Según el también poeta José Luis Puerto, en la poesía de Eugenio de Nora "se pueden rastrear" tradiciones del Romanticismo, la poesía simbolista de Francia que tuvo a Antonio Machado y Juan Ramón Jiménez como sus máximos exponente. La obra del cepedano también tiene reminiscencias de la renovación del lenguaje del Modernismo, "la poesía rehumanizadora de los años treinta, que se da en la poesía española de la mano del surrealismo, también está presente en la poesía de Eugenio Nora, cuya actitud humanizadora está siempre muy clara y fuera de toda duda", asegura José Luis Puerto. 

 

 

[Img #36633]

 

 

Rescatamos de la hemeroteca de Astorga Redacción, lo que Leopoldo Panero opinaba de la obra de Eugenio de Nora

 

El primer volumen de ‘La novela española contemporánea’, de Eugenio G. De Nora, arranca a Panero muchas ponderadas expresiones y es sin duda la crítica más extensa publicada por él en 'Blanco y Negro’. Comienza declarando esta tarea de Nora de ”tan pasmosa lentitud como sostenida clarividencia crítica a lo largo y hondo de nuestros grandes creadores imaginativos”. Sin que olvide a los menores, pues estos le sirven de pedestal a la compulsación de los otros.

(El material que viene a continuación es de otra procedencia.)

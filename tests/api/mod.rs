mod health_tests;
mod loan_tests;
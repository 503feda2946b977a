//! Application Startup
//!
//! Application building and server initialization.

use std::net::SocketAddr;
use std::sync::Arc;

use anyhow::Result;
use axum::Router;
use tokio::net::TcpListener;

use crate::application::services::{LoanApplicationService, LoanApplicationServiceImpl};
use crate::config::{CorsSettings, Settings, StorageBackend};
use crate::domain::LoanApplicationRepository;
use crate::infrastructure::database;
use crate::infrastructure::repositories::{
    InMemoryLoanApplicationRepository, PgLoanApplicationRepository,
};
use crate::presentation::http::{handlers, routes};
use crate::presentation::middleware::{create_cors_layer, create_trace_layer};
use crate::shared::clock::{Clock, SystemClock};

/// Application state shared across handlers
#[derive(Clone)]
pub struct AppState {
    pub loans: Arc<dyn LoanApplicationService>,
    pub repository: Arc<dyn LoanApplicationRepository>,
}

impl AppState {
    pub fn new(repository: Arc<dyn LoanApplicationRepository>) -> Self {
        Self::with_clock(repository, Arc::new(SystemClock))
    }

    pub fn with_clock(repository: Arc<dyn LoanApplicationRepository>, clock: Arc<dyn Clock>) -> Self {
        let loans = Arc::new(LoanApplicationServiceImpl::with_clock(
            repository.clone(),
            clock,
        ));
        Self { loans, repository }
    }
}

/// Build the router with its middleware stack
pub fn build_router(state: AppState, cors: &CorsSettings) -> Router {
    routes::create_router(state)
        .layer(create_trace_layer())
        .layer(create_cors_layer(cors))
}

/// Open the configured storage backend
async fn connect_storage(settings: &Settings) -> Result<Arc<dyn LoanApplicationRepository>> {
    match settings.storage.backend {
        StorageBackend::Postgres => {
            let pool = database::create_pool(&settings.database).await?;
            tracing::info!("Database connection pool created");

            database::ensure_schema(&pool).await?;
            tracing::info!("Loan application table ready");

            Ok(Arc::new(PgLoanApplicationRepository::new(pool)))
        }
        StorageBackend::Memory => {
            tracing::warn!("Using in-memory storage, records will not survive a restart");
            Ok(Arc::new(InMemoryLoanApplicationRepository::new()))
        }
    }
}

/// Application instance
pub struct Application {
    listener: TcpListener,
    router: Router,
}

impl Application {
    /// Build the application from settings
    pub async fn build(settings: Settings) -> Result<Self> {
        handlers::health::init_server_start();

        let repository = connect_storage(&settings).await?;
        let state = AppState::new(repository);

        let router = build_router(state, &settings.cors);

        // Bind to address
        let listener = TcpListener::bind(settings.server_addr()).await?;
        tracing::info!("Listening on {}", listener.local_addr()?);

        Ok(Self { listener, router })
    }

    /// Run the server until a shutdown signal arrives
    pub async fn run_until_stopped(self) -> Result<()> {
        axum::serve(self.listener, self.router)
            .with_graceful_shutdown(shutdown_signal())
            .await?;
        tracing::info!("Server stopped");
        Ok(())
    }

    /// Get the bound address
    pub fn local_addr(&self) -> std::io::Result<SocketAddr> {
        self.listener.local_addr()
    }
}

async fn shutdown_signal() {
    let ctrl_c = async {
        if let Err(e) = tokio::signal::ctrl_c().await {
            tracing::error!("Failed to listen for Ctrl-C: {}", e);
            std::future::pending::<()>().await;
        }
    };

    #[cfg(unix)]
    let terminate = async {
        use tokio::signal::unix::{signal, SignalKind};
        match signal(SignalKind::terminate()) {
            Ok(mut stream) => {
                stream.recv().await;
            }
            Err(e) => {
                tracing::error!("Failed to listen for SIGTERM: {}", e);
                std::future::pending::<()>().await;
            }
        }
    };

    #[cfg(not(unix))]
    let terminate = std::future::pending::<()>();

    tokio::select! {
        _ = ctrl_c => {},
        _ = terminate => {},
    }

    tracing::info!("Shutdown signal received");
}
//! Application Services
//!
//! Business logic services that coordinate domain operations.
//!
//! ## Available Services
//!
//! - **LoanApplicationService**: Loan application CRUD with creation defaults

pub mod loan_application_service;

pub use loan_application_service::{
    LoanApplicationError, LoanApplicationInput, LoanApplicationService,
    LoanApplicationServiceImpl,
};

La honestidad crítica de Nora es señalada por Panero ya que ”aquí se explican y recorren, sino con igual delicia, si con idéntica paciencia, honestidad y donosura”, atento siempre tanto “a lo vulgar como a lo egregio". Reconoce la personalidad lírica de Nora con una poesía “de las más ambiciosamente humanas y limpias con que cuenta nuestro parnaso Social”. Aparte de esta valoración lo gregario y lo aristocrático o cimero por su estética, añade otro valor: el del interés sociológico de algunos de los novelistas que trata, pues “de sobra sabe que de artístico o poético ninguno“. Esta intención sociológica que comprende igualmente” la bajeza” que “la excelsitud”, cómo en Tayne y A. Hauser apunta “hacia la intención de retratar a una época entera". No es el de Nora un intento puramente erudito literariamente. El plan de Nora se apoya en una serie de valores que tienen como pauta y comprobación en la novela clásica. Reconoce Panero: “ la ardua y agotadora tarea -que alivia solo a trechos la ironía marginal con que algunos textos se comentan- de releer, si acaso los había leído, o actualizar, en todo caso, los libros, generalmente insignificantes, de nuestra novelería menor.”  Sirvan de documento y testimonio de esta revisión algunos contrastes revalorativos como el de ‘López Pinillos’  o ‘Cigues Aparicio’ Y sobre todo la visión crítica madrugadora de 'Rafael Cansinos Assens'.

 

Se revela muy de cuerpo entero la personalidad de Nora por su hondura intelectual, sobre todo cuando estudia a los grandes novelistas. Para Panero es ejemplar sobremanera el estudio de Baroja en qué “se aúnan jugosamente la exhaustiva información, el rigor intelectual más afilado, la ineludible referencia histórica y sociológica y la interpretación viviente del personaje”, aún en desacuerdo con su  “valoración artística y humana”.

   

 

 

 

[Img #36641]

 

Intensa actividad literaria 

 

Doctor en Filología Románica, fundó junto con Antonio González de Lama y Victoriano Crémer la revista de poesía comprometida Espadaña en 1944. Publicó en otras revistas poéticas de la posguerra española, como Cisneros o Corcel. En 1953 obtiene el Premio Boscán de poesía por España, pasión de vida. En 1960 se traslada a Suiza para trabajar como profesor de Literatura española en la universidad de Berna.

 

Entre 1945 y 1955 publica la mayor parte de su obra poética: Cantos al destino (1945), el clandestino Pueblo cautivo (1945-46) publicado anónimo, pues contenía una incisiva crítica del régimen franquista, Amor prometido (1946), Contemplación del tiempo(1948), Siempre (1953) y España, pasión de vida (1953).

 

Tras este libro sobrevendría un largo silencio hasta que en 1975 aparece una extensa antología de su obra poética titulada Poesía (1939-1964), en la que se incluía el nuevo poemario Angulares, que contiene poemas escritos entre los años 1955 y 1964. Escribió también un estudio en tres volúmenes acerca de la novela española de posguerra titulado La novela española contemporánea (1958-62), inspirado por los principios del realismo social.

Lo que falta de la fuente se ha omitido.